Time -- Then and Now

Math Activity

In this activity, students build a timeline to further understanding of historical sequence and explore simultaneous developments in ancient cultures.

WHAT YOU NEED

WHAT TO DO
  1. Prepare for this activity by stringing wire across a wall or chalkboard. It should be reachable by the shortest student and fairly taut. Label index cards or small pieces of paper with the following dates: 6000 BC, 5000 BC, 4000 BC, 3000 BC, 2000 BC, 1000 BC, AD 1, AD 1000. Tape the dates in the correct order at even intervals along the wire or string to make a timeline.

  2. If necessary, review with students the concept of a timeline and the definitions of AD and BC. If you wish, have volunteers locate events on the timeline using the following dates.

    3100 B.C. earliest Egyptian writing
    2500 B.C. earliest writing in the Indus valley (India)
    1200 B.C. first writing in China
    1000 B.C. invention of the Phoenician alphabet
    A.D. 1821 Cherokee alphabet invented by Sequoya
    A.D. 1867 invention of the typewriter

  3. When you are satisfied that students understand the concepts, divide the class into small groups. Assign an ancient civilization to each group. You may wish to assign any of the ancient civilizations in the following list:

    Ancient Egypt
    Ancient Israel
    Ancient Greece
    Ancient Mesopotamia
    Ancient China
    Ancient Nubia
    Ancient India
    Maya and Inca
    Anasazi
    Nok People

    Tell students they are going to research their civilization and, as a group, choose what they think are the ten most significant dates in that people's history. They will then write the date of the event and a short description on an index card or small piece of paper. When all the cards are complete, have students tape or clip the event cards to the timeline in the correct places.

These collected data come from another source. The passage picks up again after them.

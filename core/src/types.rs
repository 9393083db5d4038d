use std::fmt;
use std::sync::Arc;

use serde::{Deserialize, Serialize};

use crate::animation::{AnimationTable, Hitbox};
use crate::mask::Mask;

// ── Primitives ──────────────────────────────────────────────

#[derive(Clone, Copy, Debug, Default, PartialEq, Eq, Serialize, Deserialize)]
pub struct Point {
    pub x: i32,
    pub y: i32,
}

impl Point {
    pub const fn new(x: i32, y: i32) -> Self {
        Point { x, y }
    }
}

/// Pixel-space rectangle with its origin at the top-left corner.
#[derive(Clone, Copy, Debug, Default, PartialEq, Eq, Serialize, Deserialize)]
pub struct Rect {
    pub x: i32,
    pub y: i32,
    pub width: i32,
    pub height: i32,
}

impl Rect {
    pub const fn new(x: i32, y: i32, width: i32, height: i32) -> Self {
        Rect { x, y, width, height }
    }

    pub fn left(&self) -> i32 {
        self.x
    }

    pub fn right(&self) -> i32 {
        self.x + self.width
    }

    pub fn top(&self) -> i32 {
        self.y
    }

    pub fn bottom(&self) -> i32 {
        self.y + self.height
    }

    pub fn center(&self) -> Point {
        Point::new(self.x + self.width / 2, self.y + self.height / 2)
    }

    pub fn is_empty(&self) -> bool {
        self.width <= 0 || self.height <= 0
    }

    /// Strict overlap: touching edges do not intersect.
    pub fn intersects(&self, other: &Rect) -> bool {
        !self.is_empty()
            && !other.is_empty()
            && self.x < other.right()
            && self.right() > other.x
            && self.y < other.bottom()
            && self.bottom() > other.y
    }

    /// Half-open containment: the right and bottom edges are outside.
    pub fn contains_point(&self, p: Point) -> bool {
        p.x >= self.x && p.x < self.right() && p.y >= self.y && p.y < self.bottom()
    }

    pub fn translated(&self, dx: i32, dy: i32) -> Rect {
        Rect {
            x: self.x + dx,
            y: self.y + dy,
            ..*self
        }
    }

    pub fn centered_at(center: Point, width: i32, height: i32) -> Rect {
        Rect::new(center.x - width / 2, center.y - height / 2, width, height)
    }
}

// ── Input ───────────────────────────────────────────────────

#[derive(Clone, Copy, Debug, PartialEq, Eq, Hash, Serialize, Deserialize)]
#[serde(rename_all = "lowercase")]
pub enum Key {
    Left,
    Right,
    Up,
    W,
    A,
    D,
    I,
    J,
    L,
    F,
    G,
    H,
    R,
}

impl Key {
    pub const ALL: [Key; 13] = [
        Key::Left,
        Key::Right,
        Key::Up,
        Key::W,
        Key::A,
        Key::D,
        Key::I,
        Key::J,
        Key::L,
        Key::F,
        Key::G,
        Key::H,
        Key::R,
    ];

    pub fn bit(self) -> u32 {
        1 << self as u32
    }
}

/// Set of keys held down during one frame.
#[derive(Clone, Copy, Debug, Default, PartialEq, Eq, Serialize, Deserialize)]
#[serde(from = "Vec<Key>", into = "Vec<Key>")]
pub struct KeySet(u32);

impl KeySet {
    pub const EMPTY: KeySet = KeySet(0);

    pub fn bits(&self) -> u32 {
        self.0
    }

    pub fn contains(&self, key: Key) -> bool {
        self.0 & key.bit() != 0
    }

    pub fn insert(&mut self, key: Key) {
        self.0 |= key.bit();
    }

    pub fn with(mut self, key: Key) -> Self {
        self.insert(key);
        self
    }

    pub fn iter(&self) -> impl Iterator<Item = Key> + '_ {
        Key::ALL.into_iter().filter(move |k| self.contains(*k))
    }
}

impl FromIterator<Key> for KeySet {
    fn from_iter<T: IntoIterator<Item = Key>>(iter: T) -> Self {
        let mut set = KeySet::EMPTY;
        for key in iter {
            set.insert(key);
        }
        set
    }
}

impl From<Vec<Key>> for KeySet {
    fn from(keys: Vec<Key>) -> Self {
        keys.into_iter().collect()
    }
}

impl From<KeySet> for Vec<Key> {
    fn from(set: KeySet) -> Self {
        set.iter().collect()
    }
}

/// Key triple driving one player slot.
#[derive(Clone, Copy, Debug, PartialEq, Eq, Serialize, Deserialize)]
pub struct KeyBindings {
    pub left: Key,
    pub right: Key,
    pub jump: Key,
}

/// Raw input snapshot for one frame.
#[derive(Clone, Copy, Debug, Default, PartialEq, Eq, Serialize, Deserialize)]
pub struct FrameInput {
    #[serde(default)]
    pub keys: KeySet,
    /// Mouse click position, if a click happened this frame.
    #[serde(default)]
    pub click: Option<Point>,
    #[serde(default)]
    pub quit: bool,
}

pub const NULL_INPUT: FrameInput = FrameInput {
    keys: KeySet::EMPTY,
    click: None,
    quit: false,
};

impl FrameInput {
    pub fn keys(keys: KeySet) -> Self {
        FrameInput { keys, ..NULL_INPUT }
    }

    pub fn click(x: i32, y: i32) -> Self {
        FrameInput {
            click: Some(Point::new(x, y)),
            ..NULL_INPUT
        }
    }
}

// ── Animation ───────────────────────────────────────────────

#[derive(Clone, Copy, Debug, PartialEq, Eq, Hash, Serialize, Deserialize)]
#[serde(rename_all = "lowercase")]
pub enum Facing {
    Left,
    Right,
}

impl Facing {
    pub fn index(self) -> usize {
        match self {
            Facing::Left => 0,
            Facing::Right => 1,
        }
    }

    pub fn name(self) -> &'static str {
        match self {
            Facing::Left => "left",
            Facing::Right => "right",
        }
    }
}

impl fmt::Display for Facing {
    fn fmt(&self, f: &mut fmt::Formatter<'_>) -> fmt::Result {
        f.write_str(self.name())
    }
}

/// Animation sheet selected from the physics state.
#[derive(Clone, Copy, Debug, PartialEq, Eq, Hash, Serialize, Deserialize)]
#[serde(rename_all = "lowercase")]
pub enum SpriteState {
    Idle,
    Run,
    Jump,
    Fall,
    Hit,
}

impl SpriteState {
    pub const ALL: [SpriteState; 5] = [
        SpriteState::Idle,
        SpriteState::Run,
        SpriteState::Jump,
        SpriteState::Fall,
        SpriteState::Hit,
    ];

    pub fn index(self) -> usize {
        self as usize
    }

    pub fn name(self) -> &'static str {
        match self {
            SpriteState::Idle => "idle",
            SpriteState::Run => "run",
            SpriteState::Jump => "jump",
            SpriteState::Fall => "fall",
            SpriteState::Hit => "hit",
        }
    }
}

impl fmt::Display for SpriteState {
    fn fmt(&self, f: &mut fmt::Formatter<'_>) -> fmt::Result {
        f.write_str(self.name())
    }
}

/// Opaque handle to an image frame owned by the asset collaborator.
pub type FrameId = u32;

// ── Level geometry ──────────────────────────────────────────

#[derive(Clone, Copy, Debug, PartialEq, Eq, Serialize, Deserialize)]
#[serde(rename_all = "lowercase")]
pub enum ObstacleKind {
    Block,
    Exit,
}

/// Static level geometry with a pixel mask for precise overlap.
#[derive(Clone, Debug, PartialEq, Eq)]
pub struct Obstacle {
    pub kind: ObstacleKind,
    pub rect: Rect,
    pub mask: Mask,
}

impl Obstacle {
    /// Obstacle whose every pixel is solid.
    pub fn solid(kind: ObstacleKind, rect: Rect) -> Self {
        Obstacle {
            kind,
            rect,
            mask: Mask::filled(rect.width.max(0) as usize, rect.height.max(0) as usize),
        }
    }

    pub fn block(x: i32, y: i32, size: i32) -> Self {
        Obstacle::solid(ObstacleKind::Block, Rect::new(x, y, size, size))
    }
}

#[derive(Clone, Copy, Debug, Default, PartialEq, Eq, Serialize, Deserialize)]
pub struct Dimensions {
    pub width: i32,
    pub height: i32,
}

// ── Player ──────────────────────────────────────────────────

#[derive(Clone, Debug)]
pub struct Player {
    /// Player slot, 0..4; selects key bindings and spawn offset.
    pub slot: usize,
    pub rect: Rect,
    pub vx: f64,
    pub vy: f64,
    pub facing: Facing,
    /// Jumps since last landing, never above `MAX_JUMPS`.
    pub jump_count: u32,
    /// Frames since the last landing or first jump; drives the gravity ramp.
    pub fall_count: u32,
    pub hit: bool,
    pub hit_count: u32,
    pub grounded: bool,
    pub animation_count: u32,
    pub sprite_state: SpriteState,
    /// Index of the displayed frame within the active sheet.
    pub frame: usize,
    /// Monotonic time of the last damage taken.
    pub last_damage_ms: Option<u64>,
    /// Monotonic time of the last fall-off penalty.
    pub last_fall_penalty_ms: Option<u64>,
    pub hitbox: Hitbox,
    pub sprites: Arc<AnimationTable>,
}

impl Player {
    pub fn center(&self) -> Point {
        self.rect.center()
    }

    pub fn snapshot(&self) -> PlayerSnapshot {
        PlayerSnapshot {
            slot: self.slot,
            rect: self.rect,
            vx: self.vx,
            vy: self.vy,
            facing: self.facing,
            jump_count: self.jump_count,
            grounded: self.grounded,
            hit: self.hit,
            sprite_state: self.sprite_state,
        }
    }
}

// ── Session ─────────────────────────────────────────────────

#[derive(Clone, Copy, Debug, PartialEq, Eq, Serialize, Deserialize)]
#[serde(rename_all = "snake_case")]
pub enum GameMode {
    Menu,
    Playing,
    GameOver,
    GameWin,
}

/// Serializable view of one player.
#[derive(Clone, Debug, PartialEq, Serialize, Deserialize)]
pub struct PlayerSnapshot {
    pub slot: usize,
    pub rect: Rect,
    pub vx: f64,
    pub vy: f64,
    pub facing: Facing,
    pub jump_count: u32,
    pub grounded: bool,
    pub hit: bool,
    pub sprite_state: SpriteState,
}

/// Serializable view of the whole session.
#[derive(Clone, Debug, PartialEq, Serialize, Deserialize)]
pub struct SessionSnapshot {
    pub mode: GameMode,
    pub frame: u64,
    pub lives: i32,
    pub level_index: usize,
    pub level_name: String,
    pub camera: Point,
    pub players: Vec<PlayerSnapshot>,
}

// ── Config ──────────────────────────────────────────────────

#[derive(Clone, Debug, PartialEq, Serialize, Deserialize)]
#[serde(default)]
pub struct GameConfig {
    pub screen_width: i32,
    pub screen_height: i32,
    pub fps: u32,
    pub player_vel: f64,
    pub gravity: f64,
    pub jump_power: f64,
    pub animation_delay: u32,
    /// Seconds a hit stun lasts.
    pub hit_delay: u32,
    pub fall_threshold: i32,
    pub spawn_stagger: i32,
    pub damage_cooldown_ms: u64,
    pub fall_cooldown_ms: u64,
    pub ground_probe_stride: usize,
    /// Fraction of the gap to the target the camera covers per frame; 1.0 follows rigidly.
    pub camera_lerp: f64,
}

impl Default for GameConfig {
    fn default() -> Self {
        crate::init::default_config()
    }
}

impl GameConfig {
    pub fn screen(&self) -> Dimensions {
        Dimensions {
            width: self.screen_width,
            height: self.screen_height,
        }
    }
}

#[cfg(test)]
mod tests {
    use super::*;

    #[test]
    fn touching_rects_do_not_intersect() {
        let a = Rect::new(0, 0, 10, 10);
        let b = Rect::new(10, 0, 10, 10);
        assert!(!a.intersects(&b));
        assert!(a.intersects(&b.translated(-1, 0)));
    }

    #[test]
    fn contains_point_is_half_open() {
        let r = Rect::new(0, 0, 10, 10);
        assert!(r.contains_point(Point::new(0, 0)));
        assert!(r.contains_point(Point::new(9, 9)));
        assert!(!r.contains_point(Point::new(10, 5)));
        assert!(!r.contains_point(Point::new(5, 10)));
    }

    #[test]
    fn center_rounds_down() {
        assert_eq!(Rect::new(1, 1, 5, 5).center(), Point::new(3, 3));
    }

    #[test]
    fn keyset_serializes_as_key_names() {
        let keys = KeySet::EMPTY.with(Key::Left).with(Key::W);
        let json = serde_json::to_string(&keys).unwrap();
        assert_eq!(json, r#"["left","w"]"#);
        let back: KeySet = serde_json::from_str(&json).unwrap();
        assert_eq!(back, keys);
    }

    #[test]
    fn frame_input_fields_default() {
        let input: FrameInput = serde_json::from_str(r#"{"keys":["right"]}"#).unwrap();
        assert!(input.keys.contains(Key::Right));
        assert!(!input.keys.contains(Key::Left));
        assert_eq!(input.click, None);
        assert!(!input.quit);
    }
}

  4. Have a class review of the timeline. Ask: "How does a timeline help us to study events?" Discuss with students the relationships among events. Are some of the simultaneous developments coincidences, or could there be cause-and-effect explanations? Elicit theories from students about the interaction of cultures and cause-and-effect relationships.

    For example, a famine in one country could have caused it to start a war with a neighboring country. The famine might be the event mentioned in one culture, and the war in the other.

TEACHING OPTIONS

You may wish to have students write short reports comparing events or explaining cause and effect relationships between certain events.

Students might like to transfer the timeline, as a whole, to paper or create a web site, adding illustrations and other additional information. Have students research the Gregorian calendar or other world calendars and report on how and by whom they were developed. Then, for students interested in ancient Rome, have them find out why 46 B.C. was called "the year of confusion." (Answer: In order to get his new calendar on track, Julius Caesar declared the year 46 B.C. to have 442 days.)